Cunningham, who started working as Suffolk Construction’s National Safety Director almost two years ago, couldn’t wrap his head around the idea of a “leading indicator” as opposed to a “lagging indicator.” The terminology first came up when a Massport business analyst named Scott Milam asked him how Massport’s new executive director should judge Cunningham’s performance.
“I said to him ‘Injury experience of course,’” Cunningham recalled recently. “He said ‘No that’s a lagging indicator. An injury has already taken place. He wants leading indicators.’ This is going to sound stupid today, but honest to God I met with him like six times and he must have thought I was the stupidest person he ever met. He would say ‘No, no I’m looking for leading indicators, what are the things before an injury takes place that tell you if somebody is working safely.’”
“I couldn’t grasp it. I could not get it.”

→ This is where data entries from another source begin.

//! CLI command definitions and argument parsing.

use chrono::NaiveDate;
use clap::{Parser, Subcommand};
use fieldalert_domain::AlertKind;
use std::path::PathBuf;

/// FieldAlert - keep REDCap follow-up alerts in line with dosing and visit data.
#[derive(Debug, Parser)]
#[command(name = "fieldalert")]
#[command(version, about, long_about = None)]
pub struct Cli {
    /// Output format
    #[arg(short, long, value_enum, global = true)]
    pub format: Option<CliFormat>,

    /// Disable colored output
    #[arg(long, global = true)]
    pub no_color: bool,

    /// Configuration file path (default: ~/.fieldalert/config.toml)
    #[arg(short, long, global = true, env = "FIELDALERT_CONFIG")]
    pub config: Option<PathBuf>,

    #[command(subcommand)]
    pub command: Command,
}

/// Output format options.
#[derive(Debug, Clone, Copy, clap::ValueEnum)]
pub enum CliFormat {
    /// Table format (default)
    Table,
    /// JSON format
    Json,
}

/// CLI commands.
#[derive(Debug, Subcommand)]
pub enum Command {
    /// Sweep every configured project and reconcile alert flags
    Run(RunArgs),

    /// Show what a sweep would do for one participant
    Check(CheckArgs),

    /// Clear every engine-set alert of one kind
    Purge(PurgeArgs),
}

/// Arguments for the run command.
#[derive(Debug, Parser)]
pub struct RunArgs {
    /// Evaluation day (YYYY-MM-DD, default: today)
    #[arg(long)]
    pub as_of: Option<NaiveDate>,

    /// Decide and report, but write nothing
    #[arg(long)]
    pub dry_run: bool,

    /// Only sweep this project
    #[arg(short, long)]
    pub project: Option<String>,
}

/// Arguments for the check command.
#[derive(Debug, Parser)]
pub struct CheckArgs {
    /// REDCap record id of the participant
    pub record: String,

    /// Evaluation day (YYYY-MM-DD, default: today)
    #[arg(long)]
    pub as_of: Option<NaiveDate>,

    /// Project holding the record (default: first configured project)
    #[arg(short, long)]
    pub project: Option<String>,
}

/// Arguments for the purge command.
#[derive(Debug, Parser)]
pub struct PurgeArgs {
    /// Alert kind to clear
    #[arg(short, long, value_enum)]
    pub kind: KindArg,

    /// Only purge this project
    #[arg(short, long)]
    pub project: Option<String>,

    /// Report what would be cleared, but write nothing
    #[arg(long)]
    pub dry_run: bool,

    /// Skip confirmation prompt
    #[arg(short = 'y', long)]
    pub yes: bool,
}

/// Alert kind argument.
#[derive(Debug, Clone, Copy, PartialEq, Eq, clap::ValueEnum)]
pub enum KindArg {
    /// Household (to be visited) alerts
    Household,
    /// Non-compliant visit alerts
    NonCompliant,
}

impl From<CliFormat> for crate::config::OutputFormat {
    fn from(format: CliFormat) -> Self {
        match format {
            CliFormat::Table => crate::config::OutputFormat::Table,
            CliFormat::Json => crate::config::OutputFormat::Json,
        }
    }
}

impl From<KindArg> for AlertKind {
    fn from(kind: KindArg) -> Self {
        match kind {
            KindArg::Household => AlertKind::HouseholdVisit,
            KindArg::NonCompliant => AlertKind::NonCompliantVisit,
        }
    }
}
//! Error types for sweeper operations

use fieldalert_domain::GatewayError;
use fieldalert_rules::EvaluationError;
use thiserror::Error;

/// Errors that can occur outside the per-participant isolation of a run
#[derive(Error, Debug)]
pub enum SweepError {
    /// Configuration error
    #[error("Configuration error: {0}")]
    Config(String),

    /// Record gateway error
    #[error(transparent)]
    Gateway(#[from] GatewayError),

    /// The participant history could not be classified
    #[error("Evaluation error: {0}")]
    Evaluation(#[from] EvaluationError),
}
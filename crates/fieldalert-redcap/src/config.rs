//! REDCap connection settings and data dictionary mapping

use crate::RedcapError;
use serde::{Deserialize, Serialize};
use std::time::Duration;

/// REDCap gateway configuration
///
/// One API URL shared by every project; each project (health facility) has
/// its own token.
#[derive(Debug, Clone, PartialEq, Eq, Serialize, Deserialize)]
pub struct RedcapConfig {
    /// API endpoint, e.g. `https://redcap.example.org/api/`
    pub url: String,

    /// Per-request timeout in seconds
    /// Default: 30
    #[serde(default = "default_timeout_secs")]
    pub timeout_secs: u64,

    /// Field and event names of the data dictionary
    #[serde(default)]
    pub fields: FieldMap,

    /// Alert label templates
    #[serde(default)]
    pub labels: LabelConfig,

    /// Projects to sweep, in order
    #[serde(default)]
    pub projects: Vec<ProjectConfig>,
}

fn default_timeout_secs() -> u64 {
    30
}

impl RedcapConfig {
    /// Request timeout as a Duration
    pub fn timeout(&self) -> Duration {
        Duration::from_secs(self.timeout_secs)
    }

    /// Look up a project by name
    pub fn project(&self, name: &str) -> Option<&ProjectConfig> {
        self.projects.iter().find(|p| p.name == name)
    }

    /// Check the settings that can be checked without network access
    pub fn validate(&self) -> Result<(), RedcapError> {
        if self.url.trim().is_empty() {
            return Err(RedcapError::Config("redcap.url is empty".to_string()));
        }
        if self.timeout_secs == 0 {
            return Err(RedcapError::Config(
                "redcap.timeout_secs must be positive".to_string(),
            ));
        }
        if self.fields.dose_events.is_empty() {
            return Err(RedcapError::Config(
                "redcap.fields.dose_events must list at least one event".to_string(),
            ));
        }
        for project in &self.projects {
            if project.token.is_none() && project.token_env.is_none() {
                return Err(RedcapError::Config(format!(
                    "project '{}' needs either token or token_env",
                    project.name
                )));
            }
        }
        Ok(())
    }
}

/// One REDCap project
#[derive(Debug, Clone, PartialEq, Eq, Serialize, Deserialize)]
pub struct ProjectConfig {
    /// Display name (usually the health facility code)
    pub name: String,

    /// API token, inline
    #[serde(default, skip_serializing_if = "Option::is_none")]
    pub token: Option<String>,

    /// Name of an environment variable holding the API token
    #[serde(default, skip_serializing_if = "Option::is_none")]
    pub token_env: Option<String>,
}

impl ProjectConfig {
    /// Resolve the API token; an inline token wins over `token_env`
    pub fn resolve_token(&self) -> Result<String, RedcapError> {
        if let Some(token) = &self.token {
            return Ok(token.clone());
        }
        let var = self.token_env.as_deref().ok_or_else(|| {
            RedcapError::Config(format!("project '{}' has no token", self.name))
        })?;
        std::env::var(var).map_err(|_| {
            RedcapError::Config(format!(
                "environment variable {} (token of project '{}') is not set",
                var, self.name
            ))
        })
    }
}

/// Where each piece of a participant history lives in the project
///
/// Defaults match the trial's data dictionary.
#[derive(Debug, Clone, PartialEq, Eq, Serialize, Deserialize)]
#[serde(default)]
pub struct FieldMap {
    /// Record identifier field
    pub record_id: String,

    /// Field holding the alert label
    pub alert_field: String,

    /// Event the alert field belongs to
    pub alert_event: String,

    /// Community code field (choices resolved from the data dictionary)
    pub community_field: String,

    /// Set to `"1"` when a study dose was given at the visit
    pub dose_flag_field: String,

    /// Date of an intervention visit
    pub visit_date_field: String,

    /// Return date agreed at an intervention visit
    pub next_visit_field: String,

    /// Dosing events, in schedule order; the position gives the dose sequence
    pub dose_events: Vec<String>,

    /// Repeating instrument of household follow-ups
    pub household_instrument: String,

    /// Date of a household follow-up
    pub household_date_field: String,

    /// Set to `"1"` when the field worker saw the child
    pub household_seen_field: String,

    /// How the follow-up was made (`"1"` = phone call)
    pub household_type_field: String,

    /// Set to `"1"` when the phone call reached the caretaker
    pub phone_success_field: String,

    /// Set to `"1"` when the caretaker reported a drug reaction
    pub drug_reaction_field: String,

    /// Set to `"1"` when the caretaker reported a health complaint
    pub health_complaint_field: String,

    /// Date of a non-compliance visit
    pub non_compliance_date_field: String,

    /// Non-empty once the participant withdrew
    pub withdrawal_field: String,

    /// Last event of the dosing schedule
    pub epi_complete_event: String,

    /// Form status field of that event (`"2"` = complete); once complete no
    /// further return visit is expected
    pub epi_complete_field: String,

    /// Event of the end-of-follow-up household visit; seeing the child there
    /// ends follow-up
    pub end_of_follow_up_event: String,
}

impl Default for FieldMap {
    fn default() -> Self {
        Self {
            record_id: "record_id".to_string(),
            alert_field: "child_fu_status".to_string(),
            alert_event: "epipenta1_v0_recru_arm_1".to_string(),
            community_field: "community".to_string(),
            dose_flag_field: "int_azi".to_string(),
            visit_date_field: "int_date".to_string(),
            next_visit_field: "int_next_visit".to_string(),
            dose_events: vec![
                "epipenta1_v0_recru_arm_1".to_string(),
                "epipenta2_v1_iptis_arm_1".to_string(),
                "epipenta3_v2_iptis_arm_1".to_string(),
                "epimvr1_v4_iptisp4_arm_1".to_string(),
                "epimvr2_v6_iptisp6_arm_1".to_string(),
            ],
            household_instrument: "household_follow_up".to_string(),
            household_date_field: "hh_date".to_string(),
            household_seen_field: "hh_child_seen".to_string(),
            household_type_field: "fu_type".to_string(),
            phone_success_field: "phone_success".to_string(),
            drug_reaction_field: "hh_drug_react".to_string(),
            health_complaint_field: "hh_health_complaint".to_string(),
            non_compliance_date_field: "comp_date".to_string(),
            withdrawal_field: "wdrawal_date".to_string(),
            epi_complete_event: "epimvr2_v6_iptisp6_arm_1".to_string(),
            epi_complete_field: "intervention_complete".to_string(),
            end_of_follow_up_event: "hhat_18th_month_of_arm_1".to_string(),
        }
    }
}

impl FieldMap {
    /// Fields exported to rebuild a participant history
    pub fn history_fields(&self) -> Vec<String> {
        vec![
            self.record_id.clone(),
            self.alert_field.clone(),
            self.community_field.clone(),
            self.dose_flag_field.clone(),
            self.visit_date_field.clone(),
            self.next_visit_field.clone(),
            self.household_date_field.clone(),
            self.household_seen_field.clone(),
            self.household_type_field.clone(),
            self.phone_success_field.clone(),
            self.drug_reaction_field.clone(),
            self.health_complaint_field.clone(),
            self.non_compliance_date_field.clone(),
            self.withdrawal_field.clone(),
            self.epi_complete_field.clone(),
        ]
    }

    /// Fields exported to decide which participants a run visits
    pub fn listing_fields(&self) -> Vec<String> {
        vec![
            self.record_id.clone(),
            self.alert_field.clone(),
            self.withdrawal_field.clone(),
            self.household_seen_field.clone(),
        ]
    }

    /// Dose sequence number of an event (1-based)
    pub fn dose_sequence(&self, event: &str) -> Option<u32> {
        self.dose_events
            .iter()
            .position(|e| e == event)
            .map(|i| i as u32 + 1)
    }
}

/// Alert label templates and REDCap choice separators
#[derive(Debug, Clone, PartialEq, Eq, Serialize, Deserialize)]
#[serde(default)]
pub struct LabelConfig {
    /// Prefix identifying household-visit labels
    pub household_prefix: String,

    /// Household label; placeholders `{community}` and `{last_dose}`
    pub household_template: String,

    /// Prefix identifying non-compliance labels
    pub non_compliant_prefix: String,

    /// Non-compliance label; placeholders `{community}` and `{weeks}`
    pub non_compliant_template: String,

    /// chrono format of `{last_dose}`
    pub date_format: String,

    /// Separator between choices in the data dictionary
    pub choice_sep: String,

    /// Separator between code and label of a choice
    pub code_sep: String,
}

impl Default for LabelConfig {
    fn default() -> Self {
        Self {
            household_prefix: "TBV".to_string(),
            household_template: "TBV@{community} AZi/Pbo@{last_dose}".to_string(),
            non_compliant_prefix: "NC".to_string(),
            non_compliant_template: "NC@{community} ({weeks} weeks)".to_string(),
            date_format: "%b %d".to_string(),
            choice_sep: " | ".to_string(),
            code_sep: ", ".to_string(),
        }
    }
}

Eventually Cunningham had an epiphany.
“I finally got it,” he said. “I thought ‘Oh my gosh he’s talking about what are the things that I can see up front that tell me if a contractor is safe?’ I swear it was like opening the fridge and the light went on.”
Ever since Cunningham has been a self-described numbers zealot. And when he arrived at Suffolk in January 2013 he implemented the one-of-a-kind Safe Contractor Observing Tracking system known as SCOT. Cunningham said he originally wanted to call it a SPOT check before his colleague Mike Lindblom convinced him it should be SCOT since it’s about contractors.
“It’s purely coincidence,” Cunningham said of the SCOT system sharing Scott Milam’s name. “The circle is unbroken.”
Nevertheless, SCOT tracks leading indicators of safety such as wearing hard hats, safety glasses and high visibility vests that allow Cunningham to determine not only how safe a subcontractor is, but also how well they perform overall. Cunningham said there’s a direct correlation to safety and performance.
“If you can’t do those very basic things on safety, then you are not going to do well on the more challenging esoteric things,” he said. “There are a handful of things that, in general, can tell you if it’s a good sub or not. And there’s a loose correlation between SCOT scores and injuries experience. We find the subs that do better on their SCOT scores have fewer injuries and the subs that do poorly on the SCOT score have a lot of injuries.”
“Again, it’s a little wrinkle that not everybody does.”
The implementation of the SCOT system has put Suffolk’s overall safety score trending in a positive direction.
“Last year we had a really great year,” Cunningham said. “We reduced injuries year over year by 40 percent, which is really significant.”